_Assigned task_
Transcribe the stretch of entries below from the line with "filename test-suite/src/common_setup/setup_raffle.rs" through the line with "let mut app = custom_mock_app();", exactly and with both ends included; leave out all other lines.

Provided data: Begin

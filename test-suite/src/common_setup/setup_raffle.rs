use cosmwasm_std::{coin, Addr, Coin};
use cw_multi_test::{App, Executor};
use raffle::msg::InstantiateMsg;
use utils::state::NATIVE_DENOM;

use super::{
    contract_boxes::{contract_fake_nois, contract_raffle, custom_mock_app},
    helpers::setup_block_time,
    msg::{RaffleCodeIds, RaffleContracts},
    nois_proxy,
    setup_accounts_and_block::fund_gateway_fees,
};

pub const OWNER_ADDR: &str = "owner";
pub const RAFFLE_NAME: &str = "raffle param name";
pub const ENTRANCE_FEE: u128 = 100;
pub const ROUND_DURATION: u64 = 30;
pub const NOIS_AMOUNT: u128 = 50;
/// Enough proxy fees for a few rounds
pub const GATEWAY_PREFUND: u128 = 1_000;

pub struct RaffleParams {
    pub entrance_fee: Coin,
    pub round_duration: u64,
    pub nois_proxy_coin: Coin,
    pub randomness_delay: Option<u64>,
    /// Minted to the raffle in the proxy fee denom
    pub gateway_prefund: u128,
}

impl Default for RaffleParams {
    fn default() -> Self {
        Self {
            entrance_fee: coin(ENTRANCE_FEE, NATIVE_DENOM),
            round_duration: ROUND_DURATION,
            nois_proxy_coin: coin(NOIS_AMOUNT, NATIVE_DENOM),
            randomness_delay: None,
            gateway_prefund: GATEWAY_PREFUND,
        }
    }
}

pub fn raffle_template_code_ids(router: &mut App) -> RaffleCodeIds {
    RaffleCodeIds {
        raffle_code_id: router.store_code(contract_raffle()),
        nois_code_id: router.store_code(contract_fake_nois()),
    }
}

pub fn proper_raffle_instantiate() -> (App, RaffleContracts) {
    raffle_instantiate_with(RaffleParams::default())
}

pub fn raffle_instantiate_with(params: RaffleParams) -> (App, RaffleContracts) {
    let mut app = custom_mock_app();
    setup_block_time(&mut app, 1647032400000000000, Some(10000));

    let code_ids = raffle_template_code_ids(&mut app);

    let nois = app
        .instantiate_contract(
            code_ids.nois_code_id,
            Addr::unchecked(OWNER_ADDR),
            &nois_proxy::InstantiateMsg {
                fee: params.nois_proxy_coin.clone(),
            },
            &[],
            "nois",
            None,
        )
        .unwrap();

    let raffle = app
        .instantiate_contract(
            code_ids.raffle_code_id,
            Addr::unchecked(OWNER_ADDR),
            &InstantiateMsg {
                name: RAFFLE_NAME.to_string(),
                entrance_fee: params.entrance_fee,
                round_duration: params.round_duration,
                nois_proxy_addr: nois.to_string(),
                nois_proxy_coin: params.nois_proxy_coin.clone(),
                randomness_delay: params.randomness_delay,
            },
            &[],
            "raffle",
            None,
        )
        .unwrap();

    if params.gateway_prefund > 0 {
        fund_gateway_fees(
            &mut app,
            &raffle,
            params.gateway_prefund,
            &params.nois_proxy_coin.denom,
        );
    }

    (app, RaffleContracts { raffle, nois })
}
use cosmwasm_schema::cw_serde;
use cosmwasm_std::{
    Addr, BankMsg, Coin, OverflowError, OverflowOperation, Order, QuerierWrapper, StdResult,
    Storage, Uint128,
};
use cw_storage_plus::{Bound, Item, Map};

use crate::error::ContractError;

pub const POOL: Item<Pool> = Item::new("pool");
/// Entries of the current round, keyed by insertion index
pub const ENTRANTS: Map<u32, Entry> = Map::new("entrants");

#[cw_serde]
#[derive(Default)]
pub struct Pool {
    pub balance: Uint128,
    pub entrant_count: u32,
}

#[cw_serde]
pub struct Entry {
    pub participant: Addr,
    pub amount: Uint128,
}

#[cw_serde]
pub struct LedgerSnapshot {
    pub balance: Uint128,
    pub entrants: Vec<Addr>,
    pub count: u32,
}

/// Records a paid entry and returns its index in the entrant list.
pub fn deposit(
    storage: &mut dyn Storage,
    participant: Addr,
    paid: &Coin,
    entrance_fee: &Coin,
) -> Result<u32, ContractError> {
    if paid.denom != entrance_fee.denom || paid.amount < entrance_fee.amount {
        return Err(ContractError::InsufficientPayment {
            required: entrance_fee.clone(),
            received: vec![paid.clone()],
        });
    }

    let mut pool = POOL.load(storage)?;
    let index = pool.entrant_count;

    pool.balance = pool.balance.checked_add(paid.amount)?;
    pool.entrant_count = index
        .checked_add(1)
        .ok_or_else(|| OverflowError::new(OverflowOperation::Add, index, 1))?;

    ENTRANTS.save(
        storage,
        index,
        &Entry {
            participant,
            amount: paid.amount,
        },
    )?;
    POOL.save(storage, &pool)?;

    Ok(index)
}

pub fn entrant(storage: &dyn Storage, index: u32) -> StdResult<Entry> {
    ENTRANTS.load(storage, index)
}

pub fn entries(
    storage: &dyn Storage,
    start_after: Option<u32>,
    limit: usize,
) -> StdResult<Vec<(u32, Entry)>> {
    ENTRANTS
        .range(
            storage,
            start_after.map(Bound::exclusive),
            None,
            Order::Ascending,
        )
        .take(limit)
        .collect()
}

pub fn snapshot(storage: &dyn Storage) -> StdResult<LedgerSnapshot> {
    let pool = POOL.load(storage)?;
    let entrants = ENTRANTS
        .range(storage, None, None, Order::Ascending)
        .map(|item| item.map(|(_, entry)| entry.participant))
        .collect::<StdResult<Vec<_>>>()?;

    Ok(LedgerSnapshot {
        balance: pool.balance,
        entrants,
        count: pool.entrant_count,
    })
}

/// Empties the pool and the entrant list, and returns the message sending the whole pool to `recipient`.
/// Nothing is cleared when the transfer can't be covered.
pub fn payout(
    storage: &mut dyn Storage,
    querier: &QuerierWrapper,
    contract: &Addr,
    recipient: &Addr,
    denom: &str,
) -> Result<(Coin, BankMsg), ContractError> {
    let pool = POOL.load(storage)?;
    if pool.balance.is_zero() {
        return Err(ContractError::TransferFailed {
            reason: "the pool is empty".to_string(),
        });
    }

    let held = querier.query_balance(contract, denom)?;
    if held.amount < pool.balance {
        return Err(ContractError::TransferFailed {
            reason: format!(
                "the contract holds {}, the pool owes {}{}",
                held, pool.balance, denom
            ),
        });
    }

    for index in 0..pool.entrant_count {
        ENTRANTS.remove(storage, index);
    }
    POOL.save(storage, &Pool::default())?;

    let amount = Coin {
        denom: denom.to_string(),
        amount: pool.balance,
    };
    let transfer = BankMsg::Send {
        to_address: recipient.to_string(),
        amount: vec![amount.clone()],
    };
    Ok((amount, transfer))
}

Provided data: End
Provided data: Begin

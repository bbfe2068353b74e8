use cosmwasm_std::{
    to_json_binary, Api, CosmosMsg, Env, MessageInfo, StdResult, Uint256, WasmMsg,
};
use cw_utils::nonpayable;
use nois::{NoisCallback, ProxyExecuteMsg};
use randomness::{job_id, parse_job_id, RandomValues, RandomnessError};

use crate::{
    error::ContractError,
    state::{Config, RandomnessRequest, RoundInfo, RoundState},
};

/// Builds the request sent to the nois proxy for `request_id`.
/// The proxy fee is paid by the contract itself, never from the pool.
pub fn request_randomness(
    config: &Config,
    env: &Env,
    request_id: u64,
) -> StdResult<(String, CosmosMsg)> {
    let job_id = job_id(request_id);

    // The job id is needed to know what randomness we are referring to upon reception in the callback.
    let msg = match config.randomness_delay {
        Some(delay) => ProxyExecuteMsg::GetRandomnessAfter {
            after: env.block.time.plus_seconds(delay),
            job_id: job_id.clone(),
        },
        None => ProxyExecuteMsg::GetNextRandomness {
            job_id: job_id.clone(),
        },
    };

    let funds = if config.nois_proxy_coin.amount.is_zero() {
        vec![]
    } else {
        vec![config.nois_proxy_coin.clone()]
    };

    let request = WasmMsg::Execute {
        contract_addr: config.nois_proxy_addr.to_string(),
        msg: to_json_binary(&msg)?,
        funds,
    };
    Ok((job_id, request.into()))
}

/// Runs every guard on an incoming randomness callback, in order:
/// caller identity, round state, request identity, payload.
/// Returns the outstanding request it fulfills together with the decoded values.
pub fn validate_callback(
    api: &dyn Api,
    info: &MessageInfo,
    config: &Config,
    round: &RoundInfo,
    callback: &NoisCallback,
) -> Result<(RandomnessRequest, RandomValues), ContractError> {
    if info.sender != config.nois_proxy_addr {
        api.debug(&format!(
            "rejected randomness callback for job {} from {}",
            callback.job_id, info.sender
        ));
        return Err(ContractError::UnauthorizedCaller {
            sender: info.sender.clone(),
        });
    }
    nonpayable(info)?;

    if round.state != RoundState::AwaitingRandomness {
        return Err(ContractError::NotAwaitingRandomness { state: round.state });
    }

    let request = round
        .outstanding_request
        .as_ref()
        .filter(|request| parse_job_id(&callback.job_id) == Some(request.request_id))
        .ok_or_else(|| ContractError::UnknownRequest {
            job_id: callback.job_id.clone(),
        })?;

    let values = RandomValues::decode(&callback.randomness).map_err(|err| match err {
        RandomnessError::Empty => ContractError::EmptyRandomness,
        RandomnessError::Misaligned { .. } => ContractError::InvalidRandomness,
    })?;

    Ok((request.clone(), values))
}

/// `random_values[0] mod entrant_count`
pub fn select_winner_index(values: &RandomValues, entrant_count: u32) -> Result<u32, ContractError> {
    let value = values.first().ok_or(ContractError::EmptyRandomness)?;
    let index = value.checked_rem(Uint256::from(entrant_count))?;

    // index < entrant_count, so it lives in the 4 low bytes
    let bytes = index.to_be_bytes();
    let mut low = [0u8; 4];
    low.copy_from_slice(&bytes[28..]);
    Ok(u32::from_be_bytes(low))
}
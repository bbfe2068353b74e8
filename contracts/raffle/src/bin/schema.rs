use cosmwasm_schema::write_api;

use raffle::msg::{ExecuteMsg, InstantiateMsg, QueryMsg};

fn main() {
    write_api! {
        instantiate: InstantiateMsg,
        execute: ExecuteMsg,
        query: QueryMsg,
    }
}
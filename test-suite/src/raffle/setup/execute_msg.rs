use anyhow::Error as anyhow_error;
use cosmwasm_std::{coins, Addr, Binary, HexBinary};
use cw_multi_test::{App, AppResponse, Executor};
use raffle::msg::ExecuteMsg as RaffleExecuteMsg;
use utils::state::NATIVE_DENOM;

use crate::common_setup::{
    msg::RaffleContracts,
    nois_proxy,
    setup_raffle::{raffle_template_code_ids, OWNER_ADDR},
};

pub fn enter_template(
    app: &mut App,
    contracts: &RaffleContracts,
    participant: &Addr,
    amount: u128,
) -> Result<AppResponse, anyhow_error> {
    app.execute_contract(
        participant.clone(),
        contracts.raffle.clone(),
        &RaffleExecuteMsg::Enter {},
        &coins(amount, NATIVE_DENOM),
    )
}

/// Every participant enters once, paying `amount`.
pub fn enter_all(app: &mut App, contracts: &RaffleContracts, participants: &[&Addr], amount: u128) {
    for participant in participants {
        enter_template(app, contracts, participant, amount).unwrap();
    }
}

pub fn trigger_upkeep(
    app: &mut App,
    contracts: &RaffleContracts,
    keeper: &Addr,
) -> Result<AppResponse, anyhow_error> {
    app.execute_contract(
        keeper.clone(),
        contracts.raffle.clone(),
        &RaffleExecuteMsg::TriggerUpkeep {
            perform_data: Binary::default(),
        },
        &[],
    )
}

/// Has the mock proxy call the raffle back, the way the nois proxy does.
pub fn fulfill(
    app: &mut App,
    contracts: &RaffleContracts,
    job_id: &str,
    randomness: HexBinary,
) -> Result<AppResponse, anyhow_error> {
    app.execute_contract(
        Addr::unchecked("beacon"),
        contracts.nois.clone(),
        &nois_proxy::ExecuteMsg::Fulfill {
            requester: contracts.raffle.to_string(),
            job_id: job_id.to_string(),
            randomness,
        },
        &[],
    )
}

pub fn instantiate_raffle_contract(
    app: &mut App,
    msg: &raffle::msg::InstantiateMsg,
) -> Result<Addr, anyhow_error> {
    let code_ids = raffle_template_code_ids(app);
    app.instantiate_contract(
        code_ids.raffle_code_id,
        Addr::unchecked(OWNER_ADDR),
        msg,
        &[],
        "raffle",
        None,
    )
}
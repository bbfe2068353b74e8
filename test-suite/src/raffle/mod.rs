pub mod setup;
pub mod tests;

Provided data: End
Provided data: Begin

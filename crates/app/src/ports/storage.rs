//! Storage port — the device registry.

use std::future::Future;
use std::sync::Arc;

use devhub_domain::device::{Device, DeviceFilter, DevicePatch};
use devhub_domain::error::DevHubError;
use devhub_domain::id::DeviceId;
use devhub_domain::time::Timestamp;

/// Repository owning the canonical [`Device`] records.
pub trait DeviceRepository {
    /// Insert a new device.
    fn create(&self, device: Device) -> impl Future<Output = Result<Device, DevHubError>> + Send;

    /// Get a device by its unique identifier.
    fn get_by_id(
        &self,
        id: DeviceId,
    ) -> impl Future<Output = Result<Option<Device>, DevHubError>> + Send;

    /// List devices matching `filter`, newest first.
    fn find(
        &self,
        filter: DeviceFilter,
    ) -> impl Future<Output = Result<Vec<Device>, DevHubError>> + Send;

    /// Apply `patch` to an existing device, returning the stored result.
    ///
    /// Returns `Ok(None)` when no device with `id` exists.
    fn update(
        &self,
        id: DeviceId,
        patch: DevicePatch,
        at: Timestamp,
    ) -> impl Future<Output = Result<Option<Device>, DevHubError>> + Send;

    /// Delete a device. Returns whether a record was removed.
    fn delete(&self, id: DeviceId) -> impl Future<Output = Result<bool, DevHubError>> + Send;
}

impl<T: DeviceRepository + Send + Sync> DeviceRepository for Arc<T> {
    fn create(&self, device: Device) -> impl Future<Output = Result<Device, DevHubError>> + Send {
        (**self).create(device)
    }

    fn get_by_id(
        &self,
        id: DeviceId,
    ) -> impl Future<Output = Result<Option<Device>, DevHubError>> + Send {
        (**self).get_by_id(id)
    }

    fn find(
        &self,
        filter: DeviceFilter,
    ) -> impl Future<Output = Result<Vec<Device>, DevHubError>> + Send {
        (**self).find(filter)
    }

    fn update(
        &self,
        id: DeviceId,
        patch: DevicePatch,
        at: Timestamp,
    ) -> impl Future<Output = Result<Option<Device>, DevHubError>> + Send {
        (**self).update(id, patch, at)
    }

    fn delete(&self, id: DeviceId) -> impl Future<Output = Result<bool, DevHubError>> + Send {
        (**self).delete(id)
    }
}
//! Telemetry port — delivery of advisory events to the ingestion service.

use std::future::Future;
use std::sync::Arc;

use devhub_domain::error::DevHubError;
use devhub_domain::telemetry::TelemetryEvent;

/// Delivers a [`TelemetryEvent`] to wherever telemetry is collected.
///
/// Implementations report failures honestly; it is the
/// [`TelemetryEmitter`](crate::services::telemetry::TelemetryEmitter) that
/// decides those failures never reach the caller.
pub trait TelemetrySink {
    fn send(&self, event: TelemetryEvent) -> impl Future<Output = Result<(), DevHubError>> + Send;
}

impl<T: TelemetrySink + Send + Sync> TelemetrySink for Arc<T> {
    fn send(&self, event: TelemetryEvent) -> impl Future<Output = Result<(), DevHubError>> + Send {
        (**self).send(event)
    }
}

Provided data: End

_Problem solution_
filename test-suite/src/common_setup/setup_raffle.rs
use cosmwasm_std::{coin, Addr, Coin};
use cw_multi_test::{App, Executor};
use raffle::msg::InstantiateMsg;
use utils::state::NATIVE_DENOM;

use super::{
    contract_boxes::{contract_fake_nois, contract_raffle, custom_mock_app},
    helpers::setup_block_time,
    msg::{RaffleCodeIds, RaffleContracts},
    nois_proxy,
    setup_accounts_and_block::fund_gateway_fees,
};

pub const OWNER_ADDR: &str = "owner";
pub const RAFFLE_NAME: &str = "raffle param name";
pub const ENTRANCE_FEE: u128 = 100;
pub const ROUND_DURATION: u64 = 30;
pub const NOIS_AMOUNT: u128 = 50;
/// Enough proxy fees for a few rounds
pub const GATEWAY_PREFUND: u128 = 1_000;

pub struct RaffleParams {
    pub entrance_fee: Coin,
    pub round_duration: u64,
    pub nois_proxy_coin: Coin,
    pub randomness_delay: Option<u64>,
    /// Minted to the raffle in the proxy fee denom
    pub gateway_prefund: u128,
}

impl Default for RaffleParams {
    fn default() -> Self {
        Self {
            entrance_fee: coin(ENTRANCE_FEE, NATIVE_DENOM),
            round_duration: ROUND_DURATION,
            nois_proxy_coin: coin(NOIS_AMOUNT, NATIVE_DENOM),
            randomness_delay: None,
            gateway_prefund: GATEWAY_PREFUND,
        }
    }
}

pub fn raffle_template_code_ids(router: &mut App) -> RaffleCodeIds {
    RaffleCodeIds {
        raffle_code_id: router.store_code(contract_raffle()),
        nois_code_id: router.store_code(contract_fake_nois()),
    }
}

pub fn proper_raffle_instantiate() -> (App, RaffleContracts) {
    raffle_instantiate_with(RaffleParams::default())
}

pub fn raffle_instantiate_with(params: RaffleParams) -> (App, RaffleContracts) {
    let mut app = custom_mock_app();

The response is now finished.